Description of the task = In the material below, some lines carry "owner". Copy each such line.
*-*-*
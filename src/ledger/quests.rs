//! Quest catalog — the definable habits completions reference.
//!
//! Quests are global (seeded) or per-user custom. Editing or deleting a quest
//! never rewrites history: completions snapshot `xp_earned` at record time.

use rusqlite::{params, Connection, OptionalExtension};

use crate::error::{QuestError, QuestResult};
use crate::ledger::now_rfc3339;
use crate::ledger::types::{NewQuest, Quest, QuestUpdate};

const QUEST_COLUMNS: &str =
    "id, name, xp_value, category, description, icon, sort_order, user_id, created_at";

/// Create a quest. `owner` is `None` for a global catalog entry.
///
/// Name and xp_value are required; category defaults to `general`, icon to
/// `⭐`, and sort_order to one past the owner's current maximum.
pub fn create_quest(
    conn: &Connection,
    owner: Option<&str>,
    new: &NewQuest,
) -> QuestResult<Quest> {
    if new.name.trim().is_empty() {
        return Err(QuestError::invalid("quest name must not be empty"));
    }
    let xp_value = new
        .xp_value
        .ok_or_else(|| QuestError::invalid("quest xp_value is required"))?;

    let sort_order = match new.sort_order {
        Some(order) => order,
        None => next_sort_order(conn, owner)?,
    };

    let id = uuid::Uuid::now_v7().to_string();
    let now = now_rfc3339();
    conn.execute(
        "INSERT INTO quests (id, name, xp_value, category, description, icon, sort_order, user_id, created_at) \
         VALUES (?1, ?2, ?3, ?4, ?5, ?6, ?7, ?8, ?9)",
        params![
            id,
            new.name.trim(),
            xp_value,
            new.category.as_deref().unwrap_or("general"),
            new.description,
            new.icon.as_deref().unwrap_or("⭐"),
            sort_order,
            owner,
            now,
        ],
    )?;

    get_quest(conn, &id)
}

/// One past the owner's current maximum sort_order (100 on an empty catalog).
fn next_sort_order(conn: &Connection, owner: Option<&str>) -> QuestResult<i64> {
    let max: Option<i64> = match owner {
        Some(user) => conn.query_row(
            "SELECT MAX(sort_order) FROM quests WHERE user_id = ?1",
            params![user],
            |row| row.get(0),
        )?,
        None => conn.query_row(
            "SELECT MAX(sort_order) FROM quests WHERE user_id IS NULL",
            [],
            |row| row.get(0),
        )?,
    };
    Ok(max.unwrap_or(100) + 1)
}

/// Fetch one quest by id.
pub fn get_quest(conn: &Connection, quest_id: &str) -> QuestResult<Quest> {
    conn.query_row(
        &format!("SELECT {QUEST_COLUMNS} FROM quests WHERE id = ?1"),
        params![quest_id],
        |row| Quest::from_row(row),
    )
    .optional()?
    .ok_or_else(|| QuestError::not_found(format!("quest {quest_id}")))
}

/// The user's visible catalog: global quests plus their own, by sort_order.
pub fn list_quests(conn: &Connection, user: &str) -> QuestResult<Vec<Quest>> {
    let mut stmt = conn.prepare(&format!(
        "SELECT {QUEST_COLUMNS} FROM quests \
         WHERE user_id IS NULL OR user_id = ?1 \
         ORDER BY sort_order, created_at"
    ))?;
    let quests = stmt
        .query_map(params![user], |row| Quest::from_row(row))?
        .collect::<Result<Vec<_>, _>>()?;
    Ok(quests)
}

/// Apply a partial update. Untouched fields keep their values; historical
/// completions are unaffected either way.
pub fn update_quest(conn: &Connection, quest_id: &str, update: &QuestUpdate) -> QuestResult<Quest> {
    // Ensure it exists before building the update
    let existing = get_quest(conn, quest_id)?;

    if let Some(name) = &update.name {
        if name.trim().is_empty() {
            return Err(QuestError::invalid("quest name must not be empty"));
        }
    }

    conn.execute(
        "UPDATE quests SET name = ?1, xp_value = ?2, category = ?3, description = ?4, \
         icon = ?5, sort_order = ?6 WHERE id = ?7",
        params![
            update.name.as_deref().map(str::trim).unwrap_or(&existing.name),
            update.xp_value.unwrap_or(existing.xp_value),
            update.category.as_deref().unwrap_or(&existing.category),
            update.description.as_deref().or(existing.description.as_deref()),
            update.icon.as_deref().or(existing.icon.as_deref()),
            update.sort_order.unwrap_or(existing.sort_order),
            quest_id,
        ],
    )?;

    get_quest(conn, quest_id)
}

/// Delete a quest definition. Completions referencing it survive untouched.
pub fn delete_quest(conn: &Connection, quest_id: &str) -> QuestResult<()> {
    let rows = conn.execute("DELETE FROM quests WHERE id = ?1", params![quest_id])?;
    if rows == 0 {
        return Err(QuestError::not_found(format!("quest {quest_id}")));
    }
    Ok(())
}

/// The default global catalog, inserted once on first run.
const SEED_QUESTS: &[(&str, i64, &str, &str)] = &[
    ("Morning workout", 25, "fitness", "💪"),
    ("Deep work block", 20, "focus", "🎯"),
    ("Hit protein target", 15, "fuel", "🥩"),
    ("Hydration goal", 10, "fuel", "💧"),
    ("Evening walk", 10, "fitness", "🚶"),
    ("Read 20 pages", 10, "mind", "📖"),
    ("Journal entry", 5, "mind", "✍️"),
    ("Junk food", -15, "penalty", "🍔"),
    ("Rest day logged", 0, "recovery", "😴"),
];

/// Seed the global quest catalog. Idempotent: skipped when any global quest
/// already exists.
pub fn seed_quests(conn: &Connection) -> QuestResult<usize> {
    let existing: i64 = conn.query_row(
        "SELECT COUNT(*) FROM quests WHERE user_id IS NULL",
        [],
        |row| row.get(0),
    )?;
    if existing > 0 {
        return Ok(0);
    }

    let now = now_rfc3339();
    for (i, (name, xp, category, icon)) in SEED_QUESTS.iter().enumerate() {
        conn.execute(
            "INSERT INTO quests (id, name, xp_value, category, description, icon, sort_order, user_id, created_at) \
             VALUES (?1, ?2, ?3, ?4, NULL, ?5, ?6, NULL, ?7)",
            params![
                uuid::Uuid::now_v7().to_string(),
                name,
                xp,
                category,
                icon,
                100 + i as i64,
                now,
            ],
        )?;
    }
    tracing::info!(count = SEED_QUESTS.len(), "seeded global quest catalog");
    Ok(SEED_QUESTS.len())
}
*-*-*
Expected answer =
/// Create a quest. `owner` is `None` for a global catalog entry.
/// `⭐`, and sort_order to one past the owner's current maximum.
    owner: Option<&str>,
        None => next_sort_order(conn, owner)?,
            owner,
/// One past the owner's current maximum sort_order (100 on an empty catalog).
fn next_sort_order(conn: &Connection, owner: Option<&str>) -> QuestResult<i64> {
    let max: Option<i64> = match owner {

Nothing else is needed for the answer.